1. Avoid Website Downtime at All Costs
Any application monitoring strategy is inherently about keeping an “eagle eye” on the apps that support your website. Ultimately, it’s a fairly simple calculus; the total package of web applications need to be running optimally on your site or you’ll lose customers. For example, you’ll want to be looking at and monitoring areas such as Java/JMX, UDP/TCP, SOAP, MySQL, TomCat, servers, and of course the volume of your web traffic. The point of continuous testing, reviewing page loads, transaction management, and stress testing is to ensure you detect any problems before your customer does. If they find out first, then it’s too late. In other words, application monitoring is all about keeping your infrastructure and website running smoothly and efficiently and finding issues well enough in advance to prevent customer flight. Avoiding downtime starts with having an effective application monitoring strategy in place.
2. Make End-User Experience Monitoring Key
The consumerization of IT and the integration of BYOD throughout the enterprise in recent years has made the customer king. And this means the end-user experience has become critical. The latest figures show that if your site doesn’t do a full page load in 3 seconds or less, then your customers will leave and abandon you and head over to your competitors site to spend their money there. This is just a sample of how little patience customers will have for slow, erratic, or downed websites. End-user experience monitoring, a subset of APM, is really about getting optics on your visitors’ experience. It’s about understanding such key metrics as page views and load times, site page build performance, and users’ browser and platform performance. At the end of the day, end-user experience monitoring all boils down to giving you peace of mind, keeping your customers happy, and increasing business ROI.

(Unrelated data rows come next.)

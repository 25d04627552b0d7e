use std::path::PathBuf;

use clap::Parser;
use names_core::{ArchetypeCatalog, Corpus, GeneratorConfig, NameGenerator};
use rand::SeedableRng;
use rand::rngs::StdRng;

#[derive(Parser)]
#[command(name = "names-demo", about = "Generate character names per archetype", version)]
struct Cli {
    /// Archetype to generate for (default: every archetype)
    #[arg(short, long)]
    archetype: Option<String>,

    /// Number of names per archetype
    #[arg(short, long, default_value_t = 3)]
    count: usize,

    /// RNG seed for reproducible output
    #[arg(short, long)]
    seed: Option<u64>,

    /// Append a surname to each first name
    #[arg(short, long)]
    full: bool,

    /// Folder of extra `.dat` corpora (one name per line)
    #[arg(short, long)]
    data: Option<PathBuf>,

    /// Context width of the transition model
    #[arg(short, long, default_value_t = 1)]
    order: usize,
}

fn main() -> Result<(), Box<dyn std::error::Error>> {
    env_logger::init();
    let cli = Cli::parse();

    // Built-in archetypes, plus any corpora found in --data
    let mut catalog = ArchetypeCatalog::default();
    if let Some(dir) = &cli.data {
        let added = catalog.load_dir(dir)?;
        log::info!("loaded {added} extra archetypes from {}", dir.display());
    }

    let config = GeneratorConfig::default().with_order(cli.order);
    let generator = NameGenerator::new(catalog, Corpus::from_static(names_core::corpus::SURNAMES), config);

    // A fixed seed gives the same names on every run
    let mut rng = match cli.seed {
        Some(seed) => StdRng::seed_from_u64(seed),
        None => StdRng::from_os_rng(),
    };

    let archetypes: Vec<String> = match &cli.archetype {
        Some(a) => vec![a.clone()],
        None => generator.catalog().labels().map(str::to_owned).collect(),
    };

    for archetype in &archetypes {
        if generator.catalog().get(archetype).is_none() {
            log::warn!("'{archetype}' is not a known archetype, using the default corpus");
        }
        println!("\nSuggested names for {archetype}:");
        let names = if cli.full {
            generator.suggest_names(archetype, cli.count, &mut rng)
        } else {
            generator
                .generate_for_archetype_with(archetype, cli.count, &Default::default(), &mut rng)
                .into_iter()
                .enumerate()
                .map(|(i, name)| format!("{}. {}", i + 1, name))
                .collect()
        };
        for line in names {
            println!("{line}");
        }
    }

    Ok(())
}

3. Capture Real-time Analytics
The kinds of metrics you measure will depend on your application architecture. But in case you’re running a multi-tier web site, you’ll want to monitor the performance of each server in the system (including machine hardware and OS components). This will involve such areas as CPU, disk usage, physical memory, and network metrics. You’ll also want to monitor the actual metrics for each of your application programs, which can include webserver and database metrics. Here, you’ll want to compare the metric data against baseline readings to verify your applications are performing as expected. Again, as we’ve said time and again, the business goals here is to deliver the highest quality end user experience.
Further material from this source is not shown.